Des services qui restent plusieurs mois sans cadre, des équipes auxquelles il manque un, voire deux agents… La vacance de ces postes a un nom : délai de carence. Les départs des agents n’ont pas été anticipés et leur “non-remplacement” peut avoir plusieurs causes : soit les congés accumulés n’ont pas été provisionnés et l’établissement ne peut financer deux fois le poste, soit aucun candidat n’a été trouvé pour le poste. Nombre d’établissement connaissent ces situations complexes tant pour les conditions de travail que pour la qualité des soins.
À l’heure de la retraite, il n’est pas rare qu’infirmiers, aides-soignants (AS), agents de service hospitalier (ASH) mais surtout cadres aient cumulé deux, quatre ou six mois de congés. Parfois même davantage. « J’ai connu le cas d’un agent absent pendant deux ans dans le cadre de son droit aux congés », se souvient une cadre supérieure.
Le compte épargne-temps (CET), ou plutôt sa liquidation, crée des tensions dans les services.

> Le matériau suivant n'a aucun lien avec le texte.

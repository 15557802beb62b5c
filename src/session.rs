// src/session.rs
use crate::types::{HttpConfig, ReconError};
use governor::{Jitter, Quota};
use reqwest::redirect::Policy;
use reqwest::Client;
use std::num::NonZeroU32;
use std::sync::Arc;
use std::time::Duration;

#[derive(Clone)]
pub struct Session {
    pub client: Client,
    rate_limiter: Option<Arc<governor::DefaultDirectRateLimiter>>,
}

impl Session {
    /// Builds a client that follows redirects and gives up on each request
    /// after `timeout`.
    pub fn new(config: &HttpConfig, timeout: Duration) -> Result<Self, ReconError> {
        Self::build(config, timeout, config.proxy.as_deref())
    }

    /// Same as [`Session::new`] but routes every request through `proxy_url`.
    pub fn with_proxy(config: &HttpConfig, timeout: Duration, proxy_url: &str) -> Result<Self, ReconError> {
        Self::build(config, timeout, Some(proxy_url))
    }

    fn build(config: &HttpConfig, timeout: Duration, proxy: Option<&str>) -> Result<Self, ReconError> {
        let mut client_builder = Client::builder()
            .timeout(timeout)
            .connect_timeout(timeout)
            .user_agent(&config.user_agent)
            .gzip(true)
            .deflate(true)
            .redirect(Policy::limited(config.max_redirects))
            .pool_idle_timeout(Duration::from_secs(90))
            .pool_max_idle_per_host(10);

        if let Some(proxy_url) = proxy {
            let proxy = reqwest::Proxy::all(proxy_url)
                .map_err(|e| ReconError::ConfigError(format!("Invalid proxy URL: {}", e)))?;
            client_builder = client_builder.proxy(proxy);
        }

        let client = client_builder
            .build()
            .map_err(|e| ReconError::ConfigError(format!("Failed to build HTTP client: {}", e)))?;

        let rate_limiter = config
            .requests_per_second
            .and_then(NonZeroU32::new)
            .map(|limit| Arc::new(governor::RateLimiter::direct(Quota::per_second(limit))));

        Ok(Session { client, rate_limiter })
    }

    pub async fn get(&self, url: &str) -> Result<reqwest::Response, ReconError> {
        self.wait_for_rate_limit().await;
        self.client
            .get(url)
            .send()
            .await
            .map_err(|e| ReconError::NetworkError(e.to_string()))
    }

    pub async fn wait_for_rate_limit(&self) {
        if let Some(limiter) = &self.rate_limiter {
            limiter
                .until_ready_with_jitter(Jitter::up_to(Duration::from_millis(100)))
                .await;
        }
    }
}

#[cfg(test)]
mod tests {
    use super::*;

    #[test]
    fn test_invalid_proxy_is_config_error() {
        let result = Session::with_proxy(&HttpConfig::default(), Duration::from_secs(1), "ftp://127.0.0.1:21");
        assert!(matches!(result, Err(ReconError::ConfigError(_))));
    }

    #[tokio::test]
    async fn test_socks_proxy_accepted() {
        let result = Session::with_proxy(
            &HttpConfig::default(),
            Duration::from_secs(1),
            "socks5h://127.0.0.1:9050",
        );
        assert!(result.is_ok());
    }

    #[tokio::test]
    async fn test_rate_limited_get() {
        let mut server = mockito::Server::new_async().await;
        let mock = server
            .mock("GET", "/")
            .with_status(204)
            .expect(2)
            .create_async()
            .await;

        let config = HttpConfig {
            requests_per_second: Some(50),
            ..HttpConfig::default()
        };
        let session = Session::new(&config, Duration::from_secs(5)).unwrap();
        for _ in 0..2 {
            let response = session.get(&server.url()).await.unwrap();
            assert_eq!(response.status().as_u16(), 204);
        }
        mock.assert_async().await;
    }
}
// src/store.rs
use crate::types::{JobId, JobResult, JobStatus, JobType, ReconError, ScanJob};
use chrono::{DateTime, Utc};
use dashmap::mapref::entry::Entry;
use dashmap::DashMap;
use std::sync::atomic::{AtomicU64, Ordering};

/// Persistence seam for jobs and their results.
///
/// Implementations must make `start_job` and `finish_job` atomic per job:
/// they are how a single runner claims and closes a job.
pub trait JobStore: Send + Sync {
    fn create_job(&self, job_type: JobType, target: String) -> ScanJob;

    fn job(&self, id: JobId) -> Option<ScanJob>;

    /// All jobs, newest first.
    fn jobs(&self) -> Vec<ScanJob>;

    /// Moves a queued job to running and stamps `started_at`.
    fn start_job(&self, id: JobId, at: DateTime<Utc>) -> Result<ScanJob, ReconError>;

    /// Moves a running job to `status`, stamps `finished_at` and stores its
    /// single result.
    fn finish_job(&self, id: JobId, status: JobStatus, at: DateTime<Utc>, result: JobResult) -> Result<(), ReconError>;

    fn result(&self, id: JobId) -> Option<JobResult>;

    fn remove_job(&self, id: JobId) -> Option<ScanJob>;
}

/// In-process store backed by concurrent maps.
#[derive(Debug, Default)]
pub struct MemoryStore {
    next_id: AtomicU64,
    jobs: DashMap<JobId, ScanJob>,
    results: DashMap<JobId, JobResult>,
}

impl MemoryStore {
    pub fn new() -> Self {
        Self::default()
    }
}

impl JobStore for MemoryStore {
    fn create_job(&self, job_type: JobType, target: String) -> ScanJob {
        let id = self.next_id.fetch_add(1, Ordering::SeqCst) + 1;
        let job = ScanJob {
            id,
            job_type,
            target,
            status: JobStatus::Queued,
            created_at: Utc::now(),
            started_at: None,
            finished_at: None,
        };
        self.jobs.insert(id, job.clone());
        job
    }

    fn job(&self, id: JobId) -> Option<ScanJob> {
        self.jobs.get(&id).map(|job| job.clone())
    }

    fn jobs(&self) -> Vec<ScanJob> {
        let mut jobs: Vec<ScanJob> = self.jobs.iter().map(|entry| entry.value().clone()).collect();
        jobs.sort_by(|a, b| b.created_at.cmp(&a.created_at).then(b.id.cmp(&a.id)));
        jobs
    }

    fn start_job(&self, id: JobId, at: DateTime<Utc>) -> Result<ScanJob, ReconError> {
        let mut job = self.jobs.get_mut(&id).ok_or(ReconError::JobNotFound(id))?;
        if !job.status.can_transition_to(JobStatus::Running) {
            return Err(ReconError::InvalidTransition {
                id,
                from: job.status,
                to: JobStatus::Running,
            });
        }
        job.status = JobStatus::Running;
        job.started_at = Some(at);
        Ok(job.clone())
    }

    fn finish_job(&self, id: JobId, status: JobStatus, at: DateTime<Utc>, result: JobResult) -> Result<(), ReconError> {
        // Job entry stays locked until the result is in place.
        let mut job = self.jobs.get_mut(&id).ok_or(ReconError::JobNotFound(id))?;
        if !status.is_terminal() || !job.status.can_transition_to(status) {
            return Err(ReconError::InvalidTransition {
                id,
                from: job.status,
                to: status,
            });
        }
        match self.results.entry(id) {
            Entry::Occupied(_) => return Err(ReconError::DuplicateResult(id)),
            Entry::Vacant(slot) => {
                slot.insert(result);
            }
        }
        job.status = status;
        job.finished_at = Some(at);
        Ok(())
    }

    fn result(&self, id: JobId) -> Option<JobResult> {
        self.results.get(&id).map(|result| result.clone())
    }

    fn remove_job(&self, id: JobId) -> Option<ScanJob> {
        self.results.remove(&id);
        self.jobs.remove(&id).map(|(_, job)| job)
    }
}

Souvent confrontés à ces situations, ces délais de carence pendant lesquels aucun remplaçant n’est recruté ont des conséquences.
Au-delà des contraintes liées à l’environnement, les délais de carence relèvent le plus souvent de choix stratégiques au sein des établissements, mais pas toujours. « Une analyse est faite sur les métiers les plus courants comme les AS et les ASH, c’est voulu pour gagner de l’argent », reconnaît un DRH. Il ajoute toutefois que, « sur certains métiers plus spécialisés, la marge de manœuvre est plus restreinte ». Ou, en tout cas, plus risquée. Le délai de carence n’est pas toujours le fait d’une mauvaise gestion prévisionnelle des emplois et des compétences (GPEC).

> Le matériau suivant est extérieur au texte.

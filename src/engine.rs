// src/engine.rs
use crate::probes::{ProbeRegistry, UsernameDiscovery};
use crate::runner::JobRunner;
use crate::store::{JobStore, MemoryStore};
use crate::types::{Config, JobId, JobReport, JobResult, JobType, PlatformOutcome, ReconError, ScanJob};
use crate::validator::validate_target;
use log::{debug, info};
use std::sync::Arc;
use std::time::Duration;
use tokio::sync::Semaphore;

/// Entry point for callers: submits jobs, answers status queries and runs
/// username discovery directly.
pub struct ReconEngine {
    store: Arc<dyn JobStore>,
    runner: JobRunner,
    job_slots: Arc<Semaphore>,
    username: UsernameDiscovery,
    poll_interval: Duration,
}

impl ReconEngine {
    pub fn new(config: &Config) -> Result<Self, ReconError> {
        let registry = ProbeRegistry::from_config(config)?;
        Self::with_parts(config, Arc::new(MemoryStore::new()), registry)
    }

    /// Builds an engine over a caller supplied store and registry.
    pub fn with_parts(config: &Config, store: Arc<dyn JobStore>, registry: ProbeRegistry) -> Result<Self, ReconError> {
        if config.engine.max_concurrent_jobs == 0 {
            return Err(ReconError::ConfigError(
                "max_concurrent_jobs must be greater than 0".to_string(),
            ));
        }

        Ok(Self {
            runner: JobRunner::new(store.clone(), Arc::new(registry)),
            store,
            job_slots: Arc::new(Semaphore::new(config.engine.max_concurrent_jobs)),
            username: UsernameDiscovery::new(config.http.clone(), config.username.clone()),
            poll_interval: config.engine.poll_interval,
        })
    }

    /// Validates the target, records a queued job and schedules it. Returns
    /// as soon as the job exists; the probe runs in the background.
    ///
    /// Must be called from within a tokio runtime.
    pub fn submit(&self, job_type: &str, target: &str) -> Result<JobId, ReconError> {
        validate_target(target)?;

        let job = self.store.create_job(JobType::from(job_type), target.to_string());
        let id = job.id;
        info!("Job {} queued: {} {}", id, job.job_type, job.target);

        let runner = self.runner.clone();
        let job_slots = self.job_slots.clone();
        tokio::spawn(async move {
            // Slots are never closed, so a failed acquire cannot happen.
            let _slot = job_slots.acquire_owned().await;
            runner.run(id).await;
        });

        Ok(id)
    }

    pub fn job(&self, id: JobId) -> Option<ScanJob> {
        self.store.job(id)
    }

    pub fn result(&self, id: JobId) -> Option<JobResult> {
        self.store.result(id)
    }

    /// All jobs, newest first.
    pub fn jobs(&self) -> Vec<ScanJob> {
        self.store.jobs()
    }

    /// Polls until the job is terminal and returns it with its result.
    pub async fn wait_for(&self, id: JobId) -> Result<JobReport, ReconError> {
        loop {
            let job = self.store.job(id).ok_or(ReconError::JobNotFound(id))?;
            if job.status.is_terminal() {
                let result = self.store.result(id);
                return Ok(JobReport { job, result });
            }
            debug!("Job {} is {}", id, job.status);
            tokio::time::sleep(self.poll_interval).await;
        }
    }

    /// Runs username discovery immediately; not routed through the job
    /// pipeline.
    pub async fn discover_username(&self, username: &str, use_tor: bool) -> Result<Vec<PlatformOutcome>, ReconError> {
        self.username.discover(username, use_tor).await
    }
}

Certaines régions connaissent de telles tensions dans certains métiers qu’il est impossible d’anticiper une absence prolongée. Ainsi, pour certains établissements, le recrutement s’avère difficile dans les spécialités sensibles (anesthésie, gynécologie, pédiatrie, imagerie). « La réalité est disparate en fonction du dimensionnement de l’établissement et de la palette d’offres que celui-ci propose aux candidats. Ainsi, si l’offre leur laisse entrapercevoir ou non des évolutions de carrière, une activité programmée ou mixte, l’intégration ou non à une équipe, il sera plus ou moins facile de recruter », constate Frédéric Pigny, directeur du centre hospitalier d’Orthez (Pyrénées-Atlantiques).
La pénurie qui alimente les délais de carences touche également les métiers d’AS et d’ASH. Ils font partie des compétences difficiles à recruter dans les régions frontalières, comme le subit Céline Dugast, directrice du centre hospitalier intercommunal de la Lauter de Wissembourg, dans le Bas-Rhin : « Si je n’ai aucun souci pour recruter des infirmiers, nous voyons les AS aspirés par les marchés étrangers, notamment l’Allemagne. » « De ces tensions ou non dépendra la logique de gestion prévisionnelle », résume Frédéric Pigny.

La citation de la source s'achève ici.